§ TASK STATEMENT: How does the data below read from its first line through the line containing "async fn get(&self, job_id: &str)"? Print those lines exactly.

PROVIDED DATA: Begin

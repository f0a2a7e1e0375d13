use async_trait::async_trait;
use chrono::{DateTime, Utc};
use std::collections::HashMap;
use tokio::sync::RwLock;

use crate::api::job::{JobRecord, JobStatus};
use crate::db::store::{JobStore, StoreError};

/// Process-local job table for development and tests.
#[derive(Debug, Default)]
pub struct MemoryJobStore {
    jobs: RwLock<HashMap<String, JobRecord>>,
}

impl MemoryJobStore {
    pub fn new() -> Self {
        Self::default()
    }
}

#[async_trait]
impl JobStore for MemoryJobStore {
    async fn put(&self, job: &JobRecord) -> Result<(), StoreError> {
        let mut jobs = self.jobs.write().await;
        let mut record = job.clone();
        if let Some(existing) = jobs.get(&job.job_id) {
            record.created_at = existing.created_at;
        }
        jobs.insert(record.job_id.clone(), record);
        Ok(())
    }

    async fn get(&self, job_id: &str) -> Result<Option<JobRecord>, StoreError> {
        Ok(self.jobs.read().await.get(job_id).cloned())
    }

    async fn update_status(
        &self,
        job_id: &str,
        status: &JobStatus,
        updated_at: DateTime<Utc>,
    ) -> Result<(), StoreError> {
        if let Some(job) = self.jobs.write().await.get_mut(job_id) {
            job.status = status.clone();
            job.updated_at = updated_at;
        }
        Ok(())
    }

    async fn scan(&self) -> Result<Vec<JobRecord>, StoreError> {
        let mut jobs: Vec<JobRecord> = self.jobs.read().await.values().cloned().collect();
        jobs.sort_by_key(|job| job.created_at);
        Ok(jobs)
    }
}

#[cfg(test)]
mod tests {
    use super::*;
    use chrono::Duration;

    fn record(job_id: &str, processed: Option<&str>) -> JobRecord {
        JobRecord::new(
            job_id.to_string(),
            "http://example.test/users".to_string(),
            format!("raw-data/{job_id}/data.json"),
            processed.map(str::to_string),
            Utc::now(),
        )
    }

    #[tokio::test]
    async fn test_put_get() {
        let store = MemoryJobStore::new();
        let job = record("a", None);
        store.put(&job).await.unwrap();

        assert_eq!(store.get("a").await.unwrap(), Some(job));
        assert_eq!(store.get("missing").await.unwrap(), None);
    }

    #[tokio::test]
    async fn test_put_keeps_created_at() {
        let store = MemoryJobStore::new();
        let first = record("a", None);
        store.put(&first).await.unwrap();

        let mut second = record("a", Some("processed-data/a/data.csv"));
        second.created_at = first.created_at + Duration::seconds(30);
        store.put(&second).await.unwrap();

        let stored = store.get("a").await.unwrap().unwrap();
        assert_eq!(stored.created_at, first.created_at);
        assert_eq!(stored.status, JobStatus::Completed);
    }

    #[tokio::test]
    async fn test_update_status_in_place() {
        let store = MemoryJobStore::new();
        let job = record("a", None);
        store.put(&job).await.unwrap();

        let later = job.updated_at + Duration::seconds(5);
        store
            .update_status("a", &JobStatus::Completed, later)
            .await
            .unwrap();

        let stored = store.get("a").await.unwrap().unwrap();
        assert_eq!(stored.status, JobStatus::Completed);
        assert_eq!(stored.updated_at, later);
        assert_eq!(stored.created_at, job.created_at);
    }

    #[tokio::test]
    async fn test_update_unknown_job_is_noop() {
        let store = MemoryJobStore::new();
        store
            .update_status("ghost", &JobStatus::Completed, Utc::now())
            .await
            .unwrap();
        assert!(store.scan().await.unwrap().is_empty());
    }
}
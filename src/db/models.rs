use chrono::{DateTime, Utc};
use sqlx::FromRow;

use crate::api::job::{JobRecord, JobStatus};

/// Database representation of a job with all fields
#[derive(Debug, FromRow)]
pub struct JobRow {
    pub job_id: String,
    pub status: String,
    pub source_url: String,
    pub s3_key: String,
    pub processed_s3_key: Option<String>,
    pub created_at: DateTime<Utc>,
    pub updated_at: DateTime<Utc>,
}

impl From<JobRow> for JobRecord {
    fn from(row: JobRow) -> Self {
        JobRecord {
            job_id: row.job_id,
            status: JobStatus::parse(&row.status),
            source_url: row.source_url,
            s3_key: row.s3_key,
            processed_s3_key: row.processed_s3_key,
            created_at: row.created_at,
            updated_at: row.updated_at,
        }
    }
}
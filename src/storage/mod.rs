//! Artifact store client.
//!
//! Wraps an [`ObjectStore`] backend (S3 in production, local filesystem or
//! in-memory for development and tests) behind the handful of operations the
//! pipeline needs: put, list, read back and download links.

pub mod paths;

use bytes::Bytes;
use chrono::{DateTime, Utc};
use futures_util::TryStreamExt;
use object_store::aws::AmazonS3Builder;
use object_store::local::LocalFileSystem;
use object_store::memory::InMemory;
use object_store::path::Path;
use object_store::signer::Signer;
use object_store::{Attribute, Attributes, ObjectStore, PutOptions, PutPayload, RetryConfig};
use std::sync::Arc;
use std::time::Duration;
use thiserror::Error;
use tracing::debug;

#[derive(Debug, Error)]
pub enum StorageError {
    #[error("object store error: {0}")]
    ObjectStore(#[from] object_store::Error),

    #[error("unsupported artifact store url: {0}")]
    UnsupportedUrl(String),

    #[error("artifact is not valid UTF-8: {0}")]
    Utf8(#[from] std::string::FromUtf8Error),

    #[error("io error: {0}")]
    Io(#[from] std::io::Error),
}

/// Listing entry for a stored artifact.
#[derive(Debug, Clone, PartialEq, Eq)]
pub struct ArtifactMeta {
    pub key: String,
    pub size: usize,
    pub last_modified: DateTime<Utc>,
}

/// Shared handle to the artifact store. Cheap to clone.
#[derive(Clone)]
pub struct ArtifactStore {
    store: Arc<dyn ObjectStore>,
    signer: Option<Arc<dyn Signer>>,
    base_url: String,
    // LocalFileSystem rejects put attributes
    supports_attributes: bool,
}

impl std::fmt::Debug for ArtifactStore {
    fn fmt(&self, f: &mut std::fmt::Formatter<'_>) -> std::fmt::Result {
        write!(f, "ArtifactStore<{}>", self.base_url)
    }
}

impl ArtifactStore {
    /// Build a store from `s3://bucket`, `file:///dir` or `memory://`.
    pub fn from_url(url: &str) -> Result<Self, StorageError> {
        if let Some(bucket) = url.strip_prefix("s3://") {
            let bucket = bucket.trim_end_matches('/');
            if bucket.is_empty() || bucket.contains('/') {
                return Err(StorageError::UnsupportedUrl(url.to_string()));
            }
            return Self::s3(bucket);
        }

        if let Some(dir) = url.strip_prefix("file://") {
            return Self::local(dir);
        }

        if url.starts_with("memory:") {
            return Ok(Self::in_memory());
        }

        Err(StorageError::UnsupportedUrl(url.to_string()))
    }

    /// S3 bucket using credentials and region from the standard AWS environment.
    pub fn s3(bucket: &str) -> Result<Self, StorageError> {
        let s3 = Arc::new(
            AmazonS3Builder::from_env()
                .with_bucket_name(bucket)
                .with_retry(RetryConfig::default())
                .build()?,
        );

        Ok(Self {
            store: s3.clone(),
            signer: Some(s3 as Arc<dyn Signer>),
            base_url: format!("s3://{bucket}"),
            supports_attributes: true,
        })
    }

    /// Local directory, created if missing.
    pub fn local(dir: &str) -> Result<Self, StorageError> {
        std::fs::create_dir_all(dir)?;
        let store = LocalFileSystem::new_with_prefix(dir)?;

        Ok(Self {
            store: Arc::new(store),
            signer: None,
            base_url: format!("file://{}", dir.trim_end_matches('/')),
            supports_attributes: false,
        })
    }

    pub fn in_memory() -> Self {
        Self {
            store: Arc::new(InMemory::new()),
            signer: None,
            base_url: "memory://".to_string(),
            supports_attributes: true,
        }
    }

    /// Addressable location of a key, e.g. `s3://bucket/raw-data/id/data.json`.
    pub fn location(&self, key: &str) -> String {
        format!("{}/{}", self.base_url, key)
    }

    /// Write a new artifact.
    pub async fn put(
        &self,
        key: &str,
        body: impl Into<Bytes>,
        content_type: &'static str,
    ) -> Result<(), StorageError> {
        let path = Path::from(key);
        let payload = PutPayload::from(body.into());

        let mut opts = PutOptions::default();
        if self.supports_attributes {
            let mut attributes = Attributes::new();
            attributes.insert(Attribute::ContentType, content_type.into());
            opts.attributes = attributes;
        }

        self.store.put_opts(&path, payload, opts).await?;
        debug!("Stored artifact {}", self.location(key));
        Ok(())
    }

    /// List artifacts under a key prefix, sorted by key.
    pub async fn list(&self, prefix: &str) -> Result<Vec<ArtifactMeta>, StorageError> {
        let prefix = Path::from(prefix.trim_end_matches('/'));

        let mut entries: Vec<ArtifactMeta> = self
            .store
            .list(Some(&prefix))
            .map_ok(|meta| ArtifactMeta {
                key: meta.location.to_string(),
                size: meta.size,
                last_modified: meta.last_modified,
            })
            .try_collect()
            .await?;

        entries.sort_by(|a, b| a.key.cmp(&b.key));
        Ok(entries)
    }

    /// Read an artifact back as text.
    pub async fn get_text(&self, key: &str) -> Result<String, StorageError> {
        let bytes = self.store.get(&Path::from(key)).await?.bytes().await?;
        Ok(String::from_utf8(bytes.to_vec())?)
    }

    /// Time-limited retrieval link. Backends that cannot sign return the
    /// plain store location.
    pub async fn download_url(&self, key: &str, ttl: Duration) -> Result<String, StorageError> {
        match &self.signer {
            Some(signer) => {
                let url = signer
                    .signed_url(http::Method::GET, &Path::from(key), ttl)
                    .await?;
                Ok(url.to_string())
            }
            None => Ok(self.location(key)),
        }
    }
}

PROVIDED DATA: End

§ EXERCISE RESPONSE:
repository f0a2a7e1e0375d13
use async_trait::async_trait;
use chrono::{DateTime, Utc};
use std::collections::HashMap;
use tokio::sync::RwLock;

use crate::api::job::{JobRecord, JobStatus};
use crate::db::store::{JobStore, StoreError};

/// Process-local job table for development and tests.
#[derive(Debug, Default)]
pub struct MemoryJobStore {
    jobs: RwLock<HashMap<String, JobRecord>>,
}

impl MemoryJobStore {
    pub fn new() -> Self {
        Self::default()
    }
}

#[async_trait]
impl JobStore for MemoryJobStore {
    async fn put(&self, job: &JobRecord) -> Result<(), StoreError> {
        let mut jobs = self.jobs.write().await;
        let mut record = job.clone();
        if let Some(existing) = jobs.get(&job.job_id) {
            record.created_at = existing.created_at;
        }
        jobs.insert(record.job_id.clone(), record);
        Ok(())
    }

    async fn get(&self, job_id: &str) -> Result<Option<JobRecord>, StoreError> {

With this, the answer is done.